● **Exercise description**
Check every line of the material below, and show those that contain "impl".

<<<<

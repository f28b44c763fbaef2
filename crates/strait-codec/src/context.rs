//! Per-message serialization and deserialization contexts.
//!
//! A context is created for one message, mutates during the pass, and is
//! dropped with the buffer it borrows; it never outlives the buffer.

use std::any::Any;
use std::collections::HashMap;
use std::rc::Rc;

use strait_core::version::INTERFACE_VERSION_UNDEFINED;
use strait_core::{BinWalker, CommonFlags, DataFlags, Id, Result, SerSink, Status};

/// Kind of message behind the common header.
#[derive(Debug, Default, Clone, Copy, PartialEq, Eq)]
#[repr(u8)]
pub enum MessageType {
    #[default]
    Data = 0,
    Status = 1,
    GetSettings = 2,
    InOut = 3,
}

impl TryFrom<u8> for MessageType {
    type Error = Status;

    fn try_from(value: u8) -> Result<Self> {
        match value {
            0 => Ok(MessageType::Data),
            1 => Ok(MessageType::Status),
            2 => Ok(MessageType::GetSettings),
            3 => Ok(MessageType::InOut),
            _ => Err(Status::ErrorDataCorrupted),
        }
    }
}

/// State shared by every message kind: the negotiated protocol version,
/// the message type, and the session common flags.
#[derive(Debug, Default, Clone, Copy, PartialEq, Eq)]
pub struct CommonContext {
    pub protocol_version: u8,
    pub message_type: MessageType,
    pub common_flags: CommonFlags,
}

impl CommonContext {
    pub fn new(protocol_version: u8, message_type: MessageType, common_flags: CommonFlags) -> Self {
        Self {
            protocol_version,
            message_type,
            common_flags,
        }
    }

    pub fn big_endian(&self) -> bool {
        self.common_flags.contains(CommonFlags::BIG_ENDIAN_FORMAT)
    }

    pub fn bitness32(&self) -> bool {
        self.common_flags.contains(CommonFlags::BITNESS_32)
    }
}

/// Owns every pointee allocated while resolving pointer fields during one
/// deserialization pass. Whoever drains it (typically the handler, after
/// use) takes over the last reference the codec holds.
#[derive(Default)]
pub struct AddedPointers {
    items: Vec<Rc<dyn Any>>,
}

impl AddedPointers {
    pub fn new() -> Self {
        Self::default()
    }

    pub fn push(&mut self, pointee: Rc<dyn Any>) {
        self.items.push(pointee);
    }

    pub fn len(&self) -> usize {
        self.items.len()
    }

    pub fn is_empty(&self) -> bool {
        self.items.is_empty()
    }

    pub fn iter(&self) -> impl Iterator<Item = &Rc<dyn Any>> {
        self.items.iter()
    }

    pub fn drain(&mut self) -> impl Iterator<Item = Rc<dyn Any>> + '_ {
        self.items.drain(..)
    }

    pub fn clear(&mut self) {
        self.items.clear();
    }
}

impl std::fmt::Debug for AddedPointers {
    fn fmt(&self, f: &mut std::fmt::Formatter<'_>) -> std::fmt::Result {
        f.debug_struct("AddedPointers").field("len", &self.items.len()).finish()
    }
}

/// Context for one serialization pass.
pub struct SerContext<'a> {
    common: CommonContext,
    sink: &'a mut dyn SerSink,
    data_flags: DataFlags,
    interface_version: u32,
    output_interface_version: u32,
    interface_versions_differ: bool,
    /// Pointee address -> offset of its body in the buffer.
    pointers_map: Option<&'a mut HashMap<usize, u64>>,
    aux_heap: bool,
}

impl<'a> SerContext<'a> {
    pub fn new(
        sink: &'a mut dyn SerSink,
        protocol_version: u8,
        common_flags: CommonFlags,
        data_flags: DataFlags,
        interface_version: u32,
    ) -> Self {
        Self {
            common: CommonContext::new(protocol_version, MessageType::Data, common_flags),
            sink,
            data_flags,
            interface_version,
            output_interface_version: INTERFACE_VERSION_UNDEFINED,
            interface_versions_differ: false,
            pointers_map: None,
            aux_heap: false,
        }
    }

    #[must_use]
    pub fn with_message_type(mut self, message_type: MessageType) -> Self {
        self.common.message_type = message_type;
        self
    }

    #[must_use]
    pub fn with_pointers_map(mut self, map: &'a mut HashMap<usize, u64>) -> Self {
        self.pointers_map = Some(map);
        self
    }

    #[must_use]
    pub fn with_output_interface_version(mut self, version: u32) -> Self {
        self.output_interface_version = version;
        self
    }

    pub fn common(&self) -> &CommonContext {
        &self.common
    }

    pub fn protocol_version(&self) -> u8 {
        self.common.protocol_version
    }

    pub fn message_type(&self) -> MessageType {
        self.common.message_type
    }

    pub fn common_flags(&self) -> CommonFlags {
        self.common.common_flags
    }

    pub fn data_flags(&self) -> DataFlags {
        self.data_flags
    }

    pub fn add_data_flags(&mut self, flags: DataFlags) {
        self.data_flags = self.data_flags.union(flags);
    }

    pub fn interface_version(&self) -> u32 {
        self.interface_version
    }

    pub fn set_interface_version(&mut self, version: u32) {
        self.interface_version = version;
    }

    pub fn output_interface_version(&self) -> u32 {
        self.output_interface_version
    }

    pub fn interface_versions_differ(&self) -> bool {
        self.interface_versions_differ
    }

    pub fn set_interface_versions_differ(&mut self, differ: bool) {
        self.interface_versions_differ = differ;
    }

    pub fn aux_heap(&self) -> bool {
        self.aux_heap
    }

    pub fn set_aux_heap(&mut self, aux_heap: bool) {
        self.aux_heap = aux_heap;
    }

    pub fn big_endian(&self) -> bool {
        self.common.big_endian()
    }

    pub fn bitness32(&self) -> bool {
        self.common.bitness32()
    }

    /// True when the session byte order differs from this build's native
    /// order, i.e. multi-byte scalars must be swapped.
    pub fn endianness_differs(&self) -> bool {
        self.big_endian() != cfg!(target_endian = "big")
    }

    pub fn alignment_may_differ(&self) -> bool {
        self.data_flags.contains(DataFlags::ALIGNMENT_MAY_DIFFER)
    }

    pub fn integer_sizes_may_differ(&self) -> bool {
        self.data_flags.contains(DataFlags::INTEGER_SIZES_MAY_DIFFER)
    }

    pub fn allow_unmanaged_pointers(&self) -> bool {
        self.data_flags.contains(DataFlags::ALLOW_UNMANAGED_POINTERS)
    }

    pub fn check_recursive_pointers(&self) -> bool {
        self.data_flags.contains(DataFlags::CHECK_RECURSIVE_POINTERS)
    }

    pub fn no_assignable_optimizations(&self) -> bool {
        self.data_flags.contains(DataFlags::NO_ASSIGNABLE_OPTIMIZATIONS)
    }

    pub fn write_bytes(&mut self, bytes: &[u8]) -> Result {
        self.sink.write_bytes(bytes)
    }

    /// Offset the next write lands at; pointer-map entries are recorded
    /// against this.
    pub fn position(&self) -> usize {
        self.sink.len()
    }

    pub fn has_pointers_map(&self) -> bool {
        self.pointers_map.is_some()
    }

    pub fn pointer_offset(&self, address: usize) -> Option<u64> {
        self.pointers_map.as_ref().and_then(|m| m.get(&address).copied())
    }

    pub fn record_pointer(&mut self, address: usize, offset: u64) -> Result {
        match &mut self.pointers_map {
            Some(map) => {
                map.insert(address, offset);
                Ok(())
            }
            None => Err(Status::ErrorInvalidArgument),
        }
    }
}

impl std::fmt::Debug for SerContext<'_> {
    fn fmt(&self, f: &mut std::fmt::Formatter<'_>) -> std::fmt::Result {
        f.debug_struct("SerContext")
            .field("common", &self.common)
            .field("data_flags", &self.data_flags)
            .field("interface_version", &self.interface_version)
            .finish_non_exhaustive()
    }
}

/// Context for one deserialization pass.
pub struct DeContext<'a> {
    common: CommonContext,
    walker: &'a mut BinWalker,
    data_flags: DataFlags,
    id: Id,
    interface_version: u32,
    output_interface_version: u32,
    interface_versions_differ: bool,
    /// Buffer offset of a pointee body -> the decoded pointee.
    pointers_map: Option<&'a mut HashMap<u64, Rc<dyn Any>>>,
    added_pointers: Option<&'a mut AddedPointers>,
    aux_heap: bool,
}

impl<'a> DeContext<'a> {
    pub fn new(walker: &'a mut BinWalker, common: CommonContext) -> Self {
        Self {
            common,
            walker,
            data_flags: DataFlags::NONE,
            id: Id::default(),
            interface_version: INTERFACE_VERSION_UNDEFINED,
            output_interface_version: INTERFACE_VERSION_UNDEFINED,
            interface_versions_differ: false,
            pointers_map: None,
            added_pointers: None,
            aux_heap: false,
        }
    }

    pub fn set_pointers_map(&mut self, map: &'a mut HashMap<u64, Rc<dyn Any>>) {
        self.pointers_map = Some(map);
    }

    pub fn set_added_pointers(&mut self, added: &'a mut AddedPointers) {
        self.added_pointers = Some(added);
    }

    pub fn common(&self) -> &CommonContext {
        &self.common
    }

    pub fn protocol_version(&self) -> u8 {
        self.common.protocol_version
    }

    pub fn message_type(&self) -> MessageType {
        self.common.message_type
    }

    pub fn common_flags(&self) -> CommonFlags {
        self.common.common_flags
    }

    pub fn data_flags(&self) -> DataFlags {
        self.data_flags
    }

    pub fn set_data_flags(&mut self, flags: DataFlags) {
        self.data_flags = flags;
    }

    pub fn id(&self) -> Id {
        self.id
    }

    pub fn set_id(&mut self, id: Id) {
        self.id = id;
    }

    pub fn interface_version(&self) -> u32 {
        self.interface_version
    }

    pub fn set_interface_version(&mut self, version: u32) {
        self.interface_version = version;
    }

    pub fn output_interface_version(&self) -> u32 {
        self.output_interface_version
    }

    pub fn set_output_interface_version(&mut self, version: u32) {
        self.output_interface_version = version;
    }

    pub fn interface_versions_differ(&self) -> bool {
        self.interface_versions_differ
    }

    pub fn set_interface_versions_differ(&mut self, differ: bool) {
        self.interface_versions_differ = differ;
    }

    pub fn aux_heap(&self) -> bool {
        self.aux_heap
    }

    pub fn set_aux_heap(&mut self, aux_heap: bool) {
        self.aux_heap = aux_heap;
    }

    pub fn big_endian(&self) -> bool {
        self.common.big_endian()
    }

    pub fn bitness32(&self) -> bool {
        self.common.bitness32()
    }

    pub fn endianness_differs(&self) -> bool {
        self.big_endian() != cfg!(target_endian = "big")
    }

    pub fn alignment_may_differ(&self) -> bool {
        self.data_flags.contains(DataFlags::ALIGNMENT_MAY_DIFFER)
    }

    pub fn integer_sizes_may_differ(&self) -> bool {
        self.data_flags.contains(DataFlags::INTEGER_SIZES_MAY_DIFFER)
    }

    pub fn allow_unmanaged_pointers(&self) -> bool {
        self.data_flags.contains(DataFlags::ALLOW_UNMANAGED_POINTERS)
    }

    pub fn check_recursive_pointers(&self) -> bool {
        self.data_flags.contains(DataFlags::CHECK_RECURSIVE_POINTERS)
    }

    pub fn no_assignable_optimizations(&self) -> bool {
        self.data_flags.contains(DataFlags::NO_ASSIGNABLE_OPTIMIZATIONS)
    }

    pub fn read_bytes(&mut self, n: usize) -> Result<&[u8]> {
        self.walker.read_bytes(n)
    }

    pub fn read_array<const N: usize>(&mut self) -> Result<[u8; N]> {
        self.walker.read_array::<N>()
    }

    pub fn read_into(&mut self, dest: &mut [u8]) -> Result {
        self.walker.read_into(dest)
    }

    pub fn tell(&self) -> usize {
        self.walker.tell()
    }

    pub fn seek(&mut self, pos: usize) {
        self.walker.seek(pos);
    }

    pub fn remaining(&self) -> usize {
        self.walker.remaining()
    }

    pub fn has_pointers_map(&self) -> bool {
        self.pointers_map.is_some()
    }

    pub fn has_added_pointers(&self) -> bool {
        self.added_pointers.is_some()
    }

    pub fn added_pointers_mut(&mut self) -> Option<&mut AddedPointers> {
        self.added_pointers.as_deref_mut()
    }

    /// Reset per-pass pointer state so the same context can decode the
    /// body again from a rewound cursor.
    pub fn reset_pointer_state(&mut self) {
        if let Some(map) = &mut self.pointers_map {
            map.clear();
        }
        if let Some(added) = &mut self.added_pointers {
            added.clear();
        }
    }

    pub fn lookup_pointer(&self, offset: u64) -> Option<Rc<dyn Any>> {
        self.pointers_map.as_ref().and_then(|m| m.get(&offset).cloned())
    }

    pub fn record_decoded_pointer(&mut self, offset: u64, pointee: Rc<dyn Any>) -> Result {
        match &mut self.pointers_map {
            Some(map) => {
                map.insert(offset, pointee);
                Ok(())
            }
            None => Err(Status::ErrorInvalidArgument),
        }
    }

    /// Track an allocation so its ownership survives the pass.
    pub fn track_allocation(&mut self, pointee: Rc<dyn Any>) -> Result {
        match &mut self.added_pointers {
            Some(added) => {
                added.push(pointee);
                Ok(())
            }
            None => Err(Status::ErrorInvalidArgument),
        }
    }
}

impl std::fmt::Debug for DeContext<'_> {
    fn fmt(&self, f: &mut std::fmt::Formatter<'_>) -> std::fmt::Result {
        f.debug_struct("DeContext")
            .field("common", &self.common)
            .field("data_flags", &self.data_flags)
            .field("id", &self.id)
            .field("interface_version", &self.interface_version)
            .finish_non_exhaustive()
    }
}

>>>>

● **Completed exercise**
impl TryFrom<u8> for MessageType {
impl CommonContext {
impl AddedPointers {
    pub fn iter(&self) -> impl Iterator<Item = &Rc<dyn Any>> {
    pub fn drain(&mut self) -> impl Iterator<Item = Rc<dyn Any>> + '_ {
impl std::fmt::Debug for AddedPointers {
impl<'a> SerContext<'a> {
impl std::fmt::Debug for SerContext<'_> {
impl<'a> DeContext<'a> {
impl std::fmt::Debug for DeContext<'_> {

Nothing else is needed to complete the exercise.